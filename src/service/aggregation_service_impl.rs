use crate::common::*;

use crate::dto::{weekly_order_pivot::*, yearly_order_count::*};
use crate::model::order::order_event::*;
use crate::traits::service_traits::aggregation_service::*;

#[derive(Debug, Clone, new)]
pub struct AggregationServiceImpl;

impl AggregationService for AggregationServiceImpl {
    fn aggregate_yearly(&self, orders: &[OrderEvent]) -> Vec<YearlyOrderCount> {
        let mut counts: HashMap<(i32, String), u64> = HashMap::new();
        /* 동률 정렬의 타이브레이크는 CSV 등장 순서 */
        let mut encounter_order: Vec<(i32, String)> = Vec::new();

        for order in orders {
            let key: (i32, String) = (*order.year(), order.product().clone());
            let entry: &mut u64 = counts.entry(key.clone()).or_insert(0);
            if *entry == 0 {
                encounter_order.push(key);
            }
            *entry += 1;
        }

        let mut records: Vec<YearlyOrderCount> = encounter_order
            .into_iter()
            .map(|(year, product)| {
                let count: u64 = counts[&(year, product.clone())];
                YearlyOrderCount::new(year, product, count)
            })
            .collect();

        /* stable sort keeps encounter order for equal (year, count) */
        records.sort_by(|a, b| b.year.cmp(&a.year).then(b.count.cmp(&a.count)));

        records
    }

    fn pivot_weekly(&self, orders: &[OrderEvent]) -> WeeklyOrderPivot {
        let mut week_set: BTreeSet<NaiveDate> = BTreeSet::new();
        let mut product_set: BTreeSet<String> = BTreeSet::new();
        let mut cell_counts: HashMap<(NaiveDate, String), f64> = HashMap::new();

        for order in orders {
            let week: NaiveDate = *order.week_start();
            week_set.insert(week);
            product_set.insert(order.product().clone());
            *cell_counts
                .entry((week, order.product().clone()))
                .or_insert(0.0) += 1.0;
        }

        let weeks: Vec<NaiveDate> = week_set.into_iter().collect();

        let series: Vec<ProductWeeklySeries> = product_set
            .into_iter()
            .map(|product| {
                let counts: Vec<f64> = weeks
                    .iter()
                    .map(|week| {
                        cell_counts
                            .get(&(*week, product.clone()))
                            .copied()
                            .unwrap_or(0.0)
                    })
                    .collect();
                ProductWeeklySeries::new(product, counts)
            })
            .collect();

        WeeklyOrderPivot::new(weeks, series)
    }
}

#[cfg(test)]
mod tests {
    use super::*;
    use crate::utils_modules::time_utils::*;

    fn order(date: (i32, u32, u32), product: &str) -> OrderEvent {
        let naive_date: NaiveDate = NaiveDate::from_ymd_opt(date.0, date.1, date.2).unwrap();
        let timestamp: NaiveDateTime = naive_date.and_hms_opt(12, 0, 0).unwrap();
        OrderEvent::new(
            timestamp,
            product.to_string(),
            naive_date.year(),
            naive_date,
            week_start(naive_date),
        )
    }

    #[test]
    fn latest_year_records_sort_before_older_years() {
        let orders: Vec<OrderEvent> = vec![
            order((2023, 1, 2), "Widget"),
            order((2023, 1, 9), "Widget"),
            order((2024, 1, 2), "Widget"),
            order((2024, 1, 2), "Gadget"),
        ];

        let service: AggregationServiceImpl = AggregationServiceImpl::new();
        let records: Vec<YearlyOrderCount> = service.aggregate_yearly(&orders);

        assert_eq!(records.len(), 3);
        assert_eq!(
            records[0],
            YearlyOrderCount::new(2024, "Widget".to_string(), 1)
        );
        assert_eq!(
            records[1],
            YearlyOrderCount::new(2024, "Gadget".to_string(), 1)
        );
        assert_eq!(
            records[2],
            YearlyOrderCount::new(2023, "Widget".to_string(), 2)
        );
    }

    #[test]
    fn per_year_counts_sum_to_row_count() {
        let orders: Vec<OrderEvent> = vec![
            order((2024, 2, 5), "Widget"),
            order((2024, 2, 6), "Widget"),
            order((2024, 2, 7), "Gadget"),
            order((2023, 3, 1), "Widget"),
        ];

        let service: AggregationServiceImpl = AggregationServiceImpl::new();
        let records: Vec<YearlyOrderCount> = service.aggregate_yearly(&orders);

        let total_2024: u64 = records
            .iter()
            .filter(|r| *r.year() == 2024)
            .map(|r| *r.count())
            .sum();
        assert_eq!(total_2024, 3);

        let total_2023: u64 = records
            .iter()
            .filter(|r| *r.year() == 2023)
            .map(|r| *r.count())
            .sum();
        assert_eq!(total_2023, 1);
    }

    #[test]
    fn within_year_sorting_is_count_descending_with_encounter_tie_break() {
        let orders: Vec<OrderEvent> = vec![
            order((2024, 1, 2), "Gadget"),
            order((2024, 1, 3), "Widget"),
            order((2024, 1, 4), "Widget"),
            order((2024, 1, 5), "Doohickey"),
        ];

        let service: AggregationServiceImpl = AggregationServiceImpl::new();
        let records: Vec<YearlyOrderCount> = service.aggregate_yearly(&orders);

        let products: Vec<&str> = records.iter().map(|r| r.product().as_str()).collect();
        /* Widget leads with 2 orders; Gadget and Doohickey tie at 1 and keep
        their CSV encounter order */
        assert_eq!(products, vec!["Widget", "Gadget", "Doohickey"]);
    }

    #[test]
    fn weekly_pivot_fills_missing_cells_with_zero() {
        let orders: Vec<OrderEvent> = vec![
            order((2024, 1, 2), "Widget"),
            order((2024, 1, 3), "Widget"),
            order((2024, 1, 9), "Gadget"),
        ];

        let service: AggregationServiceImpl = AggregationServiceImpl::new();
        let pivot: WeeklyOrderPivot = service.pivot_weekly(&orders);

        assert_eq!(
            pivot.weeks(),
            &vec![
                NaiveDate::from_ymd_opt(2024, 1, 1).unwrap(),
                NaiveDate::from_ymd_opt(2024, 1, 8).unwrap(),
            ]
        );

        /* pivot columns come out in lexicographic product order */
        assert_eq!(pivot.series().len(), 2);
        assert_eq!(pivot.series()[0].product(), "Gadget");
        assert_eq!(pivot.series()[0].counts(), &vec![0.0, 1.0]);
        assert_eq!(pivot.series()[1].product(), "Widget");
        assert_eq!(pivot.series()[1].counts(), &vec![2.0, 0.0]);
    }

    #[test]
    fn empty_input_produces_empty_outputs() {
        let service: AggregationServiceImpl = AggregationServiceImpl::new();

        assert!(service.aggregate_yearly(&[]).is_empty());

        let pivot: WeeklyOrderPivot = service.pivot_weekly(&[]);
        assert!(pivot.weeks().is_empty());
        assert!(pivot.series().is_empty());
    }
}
==============================
**TASK OBJECTIVE:**
Reply by returning the full set of records above exactly.

**OUTPUT OF THE TASK:**
filename src/service/aggregation_service_impl.rs
use crate::common::*;

use crate::dto::{weekly_order_pivot::*, yearly_order_count::*};
use crate::model::order::order_event::*;
use crate::traits::service_traits::aggregation_service::*;

#[derive(Debug, Clone, new)]
pub struct AggregationServiceImpl;

impl AggregationService for AggregationServiceImpl {
    fn aggregate_yearly(&self, orders: &[OrderEvent]) -> Vec<YearlyOrderCount> {
        let mut counts: HashMap<(i32, String), u64> = HashMap::new();
        /* 동률 정렬의 타이브레이크는 CSV 등장 순서 */
        let mut encounter_order: Vec<(i32, String)> = Vec::new();

        for order in orders {
            let key: (i32, String) = (*order.year(), order.product().clone());
            let entry: &mut u64 = counts.entry(key.clone()).or_insert(0);
            if *entry == 0 {
                encounter_order.push(key);
            }
            *entry += 1;
        }

        let mut records: Vec<YearlyOrderCount> = encounter_order
            .into_iter()
            .map(|(year, product)| {
                let count: u64 = counts[&(year, product.clone())];
                YearlyOrderCount::new(year, product, count)
            })
            .collect();

        /* stable sort keeps encounter order for equal (year, count) */
        records.sort_by(|a, b| b.year.cmp(&a.year).then(b.count.cmp(&a.count)));

        records
    }

    fn pivot_weekly(&self, orders: &[OrderEvent]) -> WeeklyOrderPivot {
        let mut week_set: BTreeSet<NaiveDate> = BTreeSet::new();
        let mut product_set: BTreeSet<String> = BTreeSet::new();
        let mut cell_counts: HashMap<(NaiveDate, String), f64> = HashMap::new();

        for order in orders {
            let week: NaiveDate = *order.week_start();
            week_set.insert(week);
            product_set.insert(order.product().clone());
            *cell_counts
                .entry((week, order.product().clone()))
                .or_insert(0.0) += 1.0;
        }

        let weeks: Vec<NaiveDate> = week_set.into_iter().collect();

        let series: Vec<ProductWeeklySeries> = product_set
            .into_iter()
            .map(|product| {
                let counts: Vec<f64> = weeks
                    .iter()
                    .map(|week| {
                        cell_counts
                            .get(&(*week, product.clone()))
                            .copied()
                            .unwrap_or(0.0)
                    })
                    .collect();
                ProductWeeklySeries::new(product, counts)
            })
            .collect();

        WeeklyOrderPivot::new(weeks, series)
    }
}

#[cfg(test)]
mod tests {
    use super::*;
    use crate::utils_modules::time_utils::*;

    fn order(date: (i32, u32, u32), product: &str) -> OrderEvent {
        let naive_date: NaiveDate = NaiveDate::from_ymd_opt(date.0, date.1, date.2).unwrap();
        let timestamp: NaiveDateTime = naive_date.and_hms_opt(12, 0, 0).unwrap();
        OrderEvent::new(
            timestamp,
            product.to_string(),
            naive_date.year(),
            naive_date,
            week_start(naive_date),
        )
    }

    #[test]
    fn latest_year_records_sort_before_older_years() {
        let orders: Vec<OrderEvent> = vec![
            order((2023, 1, 2), "Widget"),
            order((2023, 1, 9), "Widget"),
            order((2024, 1, 2), "Widget"),
            order((2024, 1, 2), "Gadget"),
        ];

        let service: AggregationServiceImpl = AggregationServiceImpl::new();
        let records: Vec<YearlyOrderCount> = service.aggregate_yearly(&orders);

        assert_eq!(records.len(), 3);
        assert_eq!(
            records[0],
            YearlyOrderCount::new(2024, "Widget".to_string(), 1)
        );
        assert_eq!(
            records[1],
            YearlyOrderCount::new(2024, "Gadget".to_string(), 1)
        );
        assert_eq!(
            records[2],
            YearlyOrderCount::new(2023, "Widget".to_string(), 2)
        );
    }

    #[test]
    fn per_year_counts_sum_to_row_count() {
        let orders: Vec<OrderEvent> = vec![
            order((2024, 2, 5), "Widget"),
            order((2024, 2, 6), "Widget"),
            order((2024, 2, 7), "Gadget"),
            order((2023, 3, 1), "Widget"),
        ];

        let service: AggregationServiceImpl = AggregationServiceImpl::new();
        let records: Vec<YearlyOrderCount> = service.aggregate_yearly(&orders);

        let total_2024: u64 = records
            .iter()
            .filter(|r| *r.year() == 2024)
            .map(|r| *r.count())
            .sum();
        assert_eq!(total_2024, 3);

        let total_2023: u64 = records
            .iter()
            .filter(|r| *r.year() == 2023)
            .map(|r| *r.count())
            .sum();
        assert_eq!(total_2023, 1);
    }

    #[test]
    fn within_year_sorting_is_count_descending_with_encounter_tie_break() {
        let orders: Vec<OrderEvent> = vec![
            order((2024, 1, 2), "Gadget"),
            order((2024, 1, 3), "Widget"),
            order((2024, 1, 4), "Widget"),
            order((2024, 1, 5), "Doohickey"),
        ];

        let service: AggregationServiceImpl = AggregationServiceImpl::new();
        let records: Vec<YearlyOrderCount> = service.aggregate_yearly(&orders);

        let products: Vec<&str> = records.iter().map(|r| r.product().as_str()).collect();
        /* Widget leads with 2 orders; Gadget and Doohickey tie at 1 and keep
        their CSV encounter order */
        assert_eq!(products, vec!["Widget", "Gadget", "Doohickey"]);
    }

    #[test]
    fn weekly_pivot_fills_missing_cells_with_zero() {
        let orders: Vec<OrderEvent> = vec![
            order((2024, 1, 2), "Widget"),
            order((2024, 1, 3), "Widget"),
            order((2024, 1, 9), "Gadget"),
        ];

        let service: AggregationServiceImpl = AggregationServiceImpl::new();
        let pivot: WeeklyOrderPivot = service.pivot_weekly(&orders);

        assert_eq!(
            pivot.weeks(),
            &vec![
                NaiveDate::from_ymd_opt(2024, 1, 1).unwrap(),
                NaiveDate::from_ymd_opt(2024, 1, 8).unwrap(),
            ]
        );

        /* pivot columns come out in lexicographic product order */
        assert_eq!(pivot.series().len(), 2);
        assert_eq!(pivot.series()[0].product(), "Gadget");
        assert_eq!(pivot.series()[0].counts(), &vec![0.0, 1.0]);
        assert_eq!(pivot.series()[1].product(), "Widget");
        assert_eq!(pivot.series()[1].counts(), &vec![2.0, 0.0]);
    }

    #[test]
    fn empty_input_produces_empty_outputs() {
        let service: AggregationServiceImpl = AggregationServiceImpl::new();

        assert!(service.aggregate_yearly(&[]).is_empty());

        let pivot: WeeklyOrderPivot = service.pivot_weekly(&[]);
        assert!(pivot.weeks().is_empty());
        assert!(pivot.series().is_empty());
    }
}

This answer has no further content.